Anyone intrigued by the crystal skulls in Indiana Jones and the Kingdom of the Crystal Skull will want to check out the Smithsonian Networks and Infinity Entertainment Group’s latest release. The Legend of the Crystal Skulls examines the authenticity of four crystal skulls thought to be either Mayan or Aztec artifacts and, to some, part of an ancient Mayan legend referred to in the Indiana Jones movie.
The Smithsonian Network’s mandate is to showcase cultural and historical programming, largely based on Smithsonian assets, and this does seem a wise way to promote the Smithsonian. The documentary is a combination of ripping yarn, as we learn about swashbuckling archeologists, ancient legends, and devious plans, and scientific examination, as we learn how ancient objects are dated and the providence of objects determined. The ripping yarn is the most gripping part of the program — tool marks don’t have the panache of hidden skulls and legends of doom — but the whole program holds together well and is an interesting exploration of how a legend was born.
The Mayan legend of the crystal skulls (which formed the basis of the latest Indiana Jones) says that extraterrestrial beings gave thirteen crystal skulls to the Mayans, and when those thirteen skulls come together, they will give human beings knowledge from other civilizations.
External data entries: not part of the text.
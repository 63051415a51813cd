use std::sync::{Arc, PoisonError, RwLock, RwLockReadGuard, RwLockWriteGuard};

use log::{debug, info};
use serde::{Deserialize, Serialize};

use crate::api::client::ApiClient;
use crate::api::models::LoginResponse;
use crate::error::TransportError;

/// The signed-in user, as the messaging core needs to know them.
#[derive(Debug, Clone, Serialize, Deserialize, PartialEq, Eq)]
pub struct CurrentUser {
    pub id: String,
    pub name: String,
    #[serde(default, skip_serializing_if = "Option::is_none")]
    pub email: Option<String>,
}

/// Credentials for the current login. Created once at startup from the
/// settings file and handed to everything that talks to the server.
#[derive(Debug, Clone, Serialize, Deserialize, Default, PartialEq, Eq)]
pub struct Session {
    #[serde(default, skip_serializing_if = "Option::is_none")]
    pub token: Option<String>,
    #[serde(default, skip_serializing_if = "Option::is_none")]
    pub role: Option<String>,
    #[serde(default, skip_serializing_if = "Option::is_none")]
    pub user: Option<CurrentUser>,
}

impl Session {
    pub fn login(&mut self, resp: LoginResponse) -> CurrentUser {
        let name = resp
            .full_name
            .filter(|n| !n.trim().is_empty())
            .or_else(|| resp.email.clone())
            .unwrap_or_else(|| resp.uuid.clone());
        let user = CurrentUser { id: resp.uuid, name, email: resp.email };
        self.token = Some(resp.token);
        self.role = resp.role.map(|r| r.to_uppercase());
        self.user = Some(user.clone());
        user
    }

    pub fn logout(&mut self) {
        self.token = None;
        self.role = None;
        self.user = None;
    }

    pub fn is_authenticated(&self) -> bool {
        self.token.is_some()
    }

    pub fn token(&self) -> Option<&str> {
        self.token.as_deref()
    }

    pub fn role(&self) -> Option<&str> {
        self.role.as_deref()
    }
}

pub type SharedSession = Arc<RwLock<Session>>;

pub fn shared(session: Session) -> SharedSession {
    Arc::new(RwLock::new(session))
}

pub fn read(session: &SharedSession) -> RwLockReadGuard<'_, Session> {
    session.read().unwrap_or_else(PoisonError::into_inner)
}

pub fn write(session: &SharedSession) -> RwLockWriteGuard<'_, Session> {
    session.write().unwrap_or_else(PoisonError::into_inner)
}

/// Checks that the server answers, then posts the credentials and, on
/// success, stores the returned token and user in `session`. Persisting
/// the session is left to the caller.
pub async fn sign_in(
    client: &ApiClient,
    session: &SharedSession,
    email: &str,
    password: &str,
) -> Result<CurrentUser, TransportError> {
    let status = client.ping().await?;
    debug!("{} answered with HTTP {}", client.base_url(), status);
    let resp = client.login(email, password).await?;
    let user = write(session).login(resp);
    info!("signed in as {} ({})", user.name, user.id);
    Ok(user)
}

pub fn sign_out(session: &SharedSession) {
    write(session).logout();
    info!("signed out");
}

/// Supplies the identity of the user the core acts for.
pub trait IdentityProvider: Send + Sync {
    fn current_user(&self) -> Option<CurrentUser>;
}

impl IdentityProvider for SharedSession {
    fn current_user(&self) -> Option<CurrentUser> {
        let session = read(self);
        if !session.is_authenticated() {
            return None;
        }
        session.user.clone()
    }
}

impl IdentityProvider for Option<CurrentUser> {
    fn current_user(&self) -> Option<CurrentUser> {
        self.clone()
    }
}
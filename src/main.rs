use adw::prelude::*;
use adw::Application;

fn main() {
    medirec_messages::logging::init();
    let app = Application::builder()
        .application_id("org.medirec.Messages")
        .build();
    app.connect_activate(|app| {
        medirec_messages::app::build_ui(app);
    });
    app.run();
}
In the 1970s, Anna Mitchell-Hedges, the owner of a crystal skull rather wonderfully named The Skull of Doom, brought the legend into the popular consciousness and gave it more colour in the process.
The 1970s was fertile ground for ancient objects of power, as new age spiritualism was growing by leaps and bounds. The apparently ancient Skull of Doom was embraced by many people seeking spiritual growth, and the skull was imbued with many magical qualities. Other crystal skulls were also seen to have spiritual powers and be of alien origin, and a whole cult grew up about crystal skulls, gathering the lost civilisation of Atlantis in as part of the legend. And Anna Mitchell-Hedges was at the centre of the publicity around the skulls.
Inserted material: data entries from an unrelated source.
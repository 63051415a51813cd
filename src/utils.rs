use std::future::Future;

use once_cell::sync::Lazy;
use tokio::runtime::Runtime;
use tokio::sync::broadcast::{self, error::RecvError};
use tokio::task::JoinHandle;

use crate::messaging::SyncEvent;

/// Runtime for network work; the GTK main loop never blocks on it.
pub static RUNTIME: Lazy<Runtime> = Lazy::new(|| {
    tokio::runtime::Builder::new_multi_thread()
        .thread_name("medirec-net")
        .enable_all()
        .build()
        .expect("failed to start the network runtime")
});

pub fn spawn<F>(fut: F) -> JoinHandle<F::Output>
where
    F: Future + Send + 'static,
    F::Output: Send + 'static,
{
    RUNTIME.spawn(fut)
}

/// Run `fut` on the network runtime and deliver its output on the GTK main loop.
#[cfg(feature = "ui")]
pub fn reply_on_main<T, F>(fut: F) -> glib::Receiver<T>
where
    T: Send + 'static,
    F: Future<Output = T> + Send + 'static,
{
    let (tx, rx) = glib::MainContext::channel(glib::Priority::default());
    spawn(async move {
        let _ = tx.send(fut.await);
    });
    rx
}

/// Mirror core events onto the GTK main loop.
#[cfg(feature = "ui")]
pub fn forward_events(events: broadcast::Receiver<SyncEvent>) -> glib::Receiver<SyncEvent> {
    let (tx, rx) = glib::MainContext::channel(glib::Priority::default());
    spawn(pump_events(events, move |event| tx.send(event).is_ok()));
    rx
}

/// Hands every event to `deliver` until the core goes away or `deliver`
/// returns false. Events missed by a slow reader collapse into a single
/// `Changed`, since a redraw from the snapshot covers them.
pub async fn pump_events<D>(mut events: broadcast::Receiver<SyncEvent>, mut deliver: D)
where
    D: FnMut(SyncEvent) -> bool,
{
    loop {
        let event = match events.recv().await {
            Ok(event) => event,
            Err(RecvError::Lagged(missed)) => {
                log::debug!("event reader lagged by {}", missed);
                SyncEvent::Changed
            }
            Err(RecvError::Closed) => return,
        };
        if !deliver(event) {
            return;
        }
    }
}

pub fn normalize_url(input: &str) -> String {
    let trimmed = input.trim().trim_end_matches('/');
    if trimmed.starts_with("http://") || trimmed.starts_with("https://") {
        trimmed.to_string()
    } else {
        format!("https://{}", trimmed)
    }
}

#[cfg(test)]
mod tests {
    use super::*;
    use crate::messaging::Notification;

    #[test]
    fn adds_scheme_and_drops_trailing_slash() {
        assert_eq!(normalize_url(" portal.example.org/ "), "https://portal.example.org");
        assert_eq!(normalize_url("http://localhost:8080"), "http://localhost:8080");
    }

    #[tokio::test]
    async fn pump_stops_when_the_sender_is_gone() {
        let (tx, rx) = broadcast::channel(8);
        tx.send(SyncEvent::Changed).unwrap();
        tx.send(SyncEvent::Notify(Notification::send_failed("p-1"))).unwrap();
        drop(tx);

        let mut got = Vec::new();
        pump_events(rx, |event| {
            got.push(event);
            true
        })
        .await;

        assert_eq!(got.len(), 2);
        assert!(matches!(got[1], SyncEvent::Notify(ref n) if n.contact_id.as_deref() == Some("p-1")));
    }

    #[tokio::test]
    async fn lagged_reader_gets_a_redraw_then_the_newest_events() {
        let (tx, rx) = broadcast::channel(2);
        for id in ["p-1", "p-2", "p-3", "p-4"] {
            tx.send(SyncEvent::Notify(Notification::send_failed(id))).unwrap();
        }
        drop(tx);

        let mut got = Vec::new();
        pump_events(rx, |event| {
            got.push(event);
            true
        })
        .await;

        assert!(matches!(got[0], SyncEvent::Changed));
        let ids: Vec<_> = got[1..]
            .iter()
            .filter_map(|e| match e {
                SyncEvent::Notify(n) => n.contact_id.clone(),
                SyncEvent::Changed => None,
            })
            .collect();
        assert_eq!(ids, ["p-3", "p-4"]);
    }

    #[tokio::test]
    async fn pump_stops_when_delivery_fails() {
        let (tx, rx) = broadcast::channel(8);
        tx.send(SyncEvent::Changed).unwrap();
        tx.send(SyncEvent::Changed).unwrap();

        let mut calls = 0;
        pump_events(rx, |_| {
            calls += 1;
            false
        })
        .await;

        assert_eq!(calls, 1);
        drop(tx);
    }
}
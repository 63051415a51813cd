//! Optimistic messaging: contact list, per-contact conversation caches and
//! the send protocol that shows a message before the server confirms it.

pub mod conversation;
pub mod sync;
pub mod events;

pub use self::conversation::Conversation;
pub use self::sync::{MessagingCore, PendingSend, Snapshot};
pub use self::events::{Notification, NotificationKind, SyncEvent};
pub mod client;
pub mod models;
pub mod transport;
The documentary really gets going when it examines Anna’s story. Her father, Frederick Mitchell-Hedges, was a swashbuckling adventurer and amateur archeologist, rather in the mould of Indiana Jones, though perhaps less professional in terms of proper excavation techniques and documentation of finds. He adopted Anna when she was ten, and the two of them were apparently in the ancient Mayan site of Lubataan in what is now modern Belize when they came across a pyramid on Anna’s seventeenth birthday. According to Anna, she found a beautiful crystal skull in the pyramid, but oddly, her father made no public announcement of the find, despite how unique it is. No mention was made of what would be called The Skull of Doom until Anna began to publicise it after her father’s death.